Last, a truly comprehensive system review will undoubtedly identify a host of items for system enhancement. To facilitate action, recommendations should be prioritized for immediate, intermediate, and longer-term enhancement, distinguishing between those directed at service enhancement versus systems supports. The latter are likely to involve significant new investment (e.g., in workforce development, information technology) rather than a realignment of existing resources. Enhancement activities should be guided by a formal implementation science approach (Fixsen et al., 2005) and evaluated as part of a performance measurement strategy. Here again, the seven principles can serve as a helpful template for identifying system goals and performance indicators.

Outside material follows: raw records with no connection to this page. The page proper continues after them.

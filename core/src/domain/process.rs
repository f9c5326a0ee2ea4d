//! Process and termination-result domain models.

use chrono::{DateTime, Utc};
use serde::{Deserialize, Serialize};

/// Attribute snapshot of a running process.
#[derive(Debug, Clone, PartialEq, Eq, Serialize, Deserialize)]
pub struct ProcessInfo {
    pub pid: u32,
    pub name: String,
    /// Scheduler state (e.g., "running", "sleeping", "zombie").
    pub status: String,
    /// Start time, when the process table reports one.
    pub create_time: Option<DateTime<Utc>>,
    pub cmdline: Vec<String>,
    pub username: String,
}

impl ProcessInfo {
    pub fn is_zombie(&self) -> bool {
        self.status == "zombie"
    }
}

/// Best-effort process details.
///
/// Lookup failures fold into `Unavailable` so callers always get a value.
#[derive(Debug, Clone, PartialEq, Eq, Serialize, Deserialize)]
#[serde(untagged)]
pub enum ProcessDetails {
    Available(ProcessInfo),
    Unavailable { pid: u32, error: String },
}

impl ProcessDetails {
    pub fn unavailable(pid: u32) -> Self {
        ProcessDetails::Unavailable {
            pid,
            error: "Unable to get process info".to_string(),
        }
    }

    pub fn pid(&self) -> u32 {
        match self {
            ProcessDetails::Available(info) => info.pid,
            ProcessDetails::Unavailable { pid, .. } => *pid,
        }
    }

    pub fn info(&self) -> Option<&ProcessInfo> {
        match self {
            ProcessDetails::Available(info) => Some(info),
            ProcessDetails::Unavailable { .. } => None,
        }
    }
}

/// Map a `ps` STAT code to a readable scheduler state.
pub fn describe_state(stat: &str) -> &'static str {
    match stat.chars().next() {
        Some('R') => "running",
        Some('S') => "sleeping",
        Some('D') | Some('U') => "disk-sleep",
        Some('T') => "stopped",
        Some('t') => "tracing-stop",
        Some('Z') => "zombie",
        Some('X') => "dead",
        Some('I') => "idle",
        Some('W') => "paging",
        _ => "unknown",
    }
}

/// Signals used by the termination protocol.
#[derive(Debug, Clone, Copy, PartialEq, Eq)]
pub enum Signal {
    /// Termination request the target may intercept (SIGTERM).
    Graceful,
    /// Unconditional termination (SIGKILL).
    Hard,
}

/// Classified result of a kill attempt.
#[derive(Debug, Clone, Copy, PartialEq, Eq, Hash, Serialize, Deserialize)]
#[serde(rename_all = "snake_case")]
pub enum KillResult {
    Success,
    NotFound,
    AccessDenied,
    Error,
}

impl KillResult {
    pub fn is_success(&self) -> bool {
        matches!(self, KillResult::Success)
    }
}

impl std::fmt::Display for KillResult {
    fn fmt(&self, f: &mut std::fmt::Formatter<'_>) -> std::fmt::Result {
        let s = match self {
            KillResult::Success => "success",
            KillResult::NotFound => "not_found",
            KillResult::AccessDenied => "access_denied",
            KillResult::Error => "error",
        };
        f.write_str(s)
    }
}

/// A kill result paired with a human-readable message.
#[derive(Debug, Clone, PartialEq, Eq, Serialize, Deserialize)]
pub struct KillOutcome {
    pub result: KillResult,
    pub message: String,
}

impl KillOutcome {
    pub fn success(name: &str, pid: u32) -> Self {
        Self {
            result: KillResult::Success,
            message: format!("Successfully terminated {} (PID: {})", name, pid),
        }
    }

    pub fn not_found(pid: u32) -> Self {
        Self {
            result: KillResult::NotFound,
            message: format!("Process with PID {} not found", pid),
        }
    }

    pub fn access_denied(pid: u32) -> Self {
        Self {
            result: KillResult::AccessDenied,
            message: format!(
                "Access denied. Admin privileges may be required to kill PID {}",
                pid
            ),
        }
    }

    pub fn error(pid: u32, detail: impl std::fmt::Display) -> Self {
        Self {
            result: KillResult::Error,
            message: format!("Error killing process {}: {}", pid, detail),
        }
    }
}

#[cfg(test)]
mod tests {
    use super::*;

    #[test]
    fn test_unavailable_serializes_like_marker() {
        let details = ProcessDetails::unavailable(42);
        let json = serde_json::to_value(&details).unwrap();
        assert_eq!(json["pid"], 42);
        assert_eq!(json["error"], "Unable to get process info");
        assert!(details.info().is_none());
    }

    #[test]
    fn test_describe_state() {
        assert_eq!(describe_state("Ss"), "sleeping");
        assert_eq!(describe_state("R+"), "running");
        assert_eq!(describe_state("Z"), "zombie");
        assert_eq!(describe_state(""), "unknown");
    }

    #[test]
    fn test_zombie_from_stat() {
        let mut info = ProcessInfo {
            pid: 9,
            name: "defunct".to_string(),
            status: describe_state("Z+").to_string(),
            create_time: None,
            cmdline: Vec::new(),
            username: "dev".to_string(),
        };
        assert!(info.is_zombie());

        info.status = describe_state("S").to_string();
        assert!(!info.is_zombie());
    }

    #[test]
    fn test_kill_outcome_messages() {
        assert_eq!(
            KillOutcome::success("node", 7).message,
            "Successfully terminated node (PID: 7)"
        );
        assert_eq!(KillOutcome::not_found(7).result, KillResult::NotFound);
        assert!(KillOutcome::access_denied(7).message.contains("PID 7"));
        assert!(KillOutcome::error(7, "boom").message.ends_with("boom"));
        assert_eq!(
            serde_json::to_string(&KillResult::AccessDenied).unwrap(),
            "\"access_denied\""
        );
    }
}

Evidence in the field of substance use treatment is often contested and typically requires contextualization to make sense of seemingly conflicting research findings. The seven principles described in this article represent fairly high-level statements that are unlikely to encounter much opposition in the field. Beyond being an academic exercise, however, these principles have a practical use as a starting point for system reviews. By bringing researchers and stakeholders back to the high-level goals of the substance use treatment system, they provide a comprehensive, evidence-based, organizing framework with the potential to improve quality of system reviews internationally. In taking this evidence-based approach to system design and review, the implementation challenges in going from the evidence to system change must be acknowledged, and preparatory work also must be done to build a readiness for change.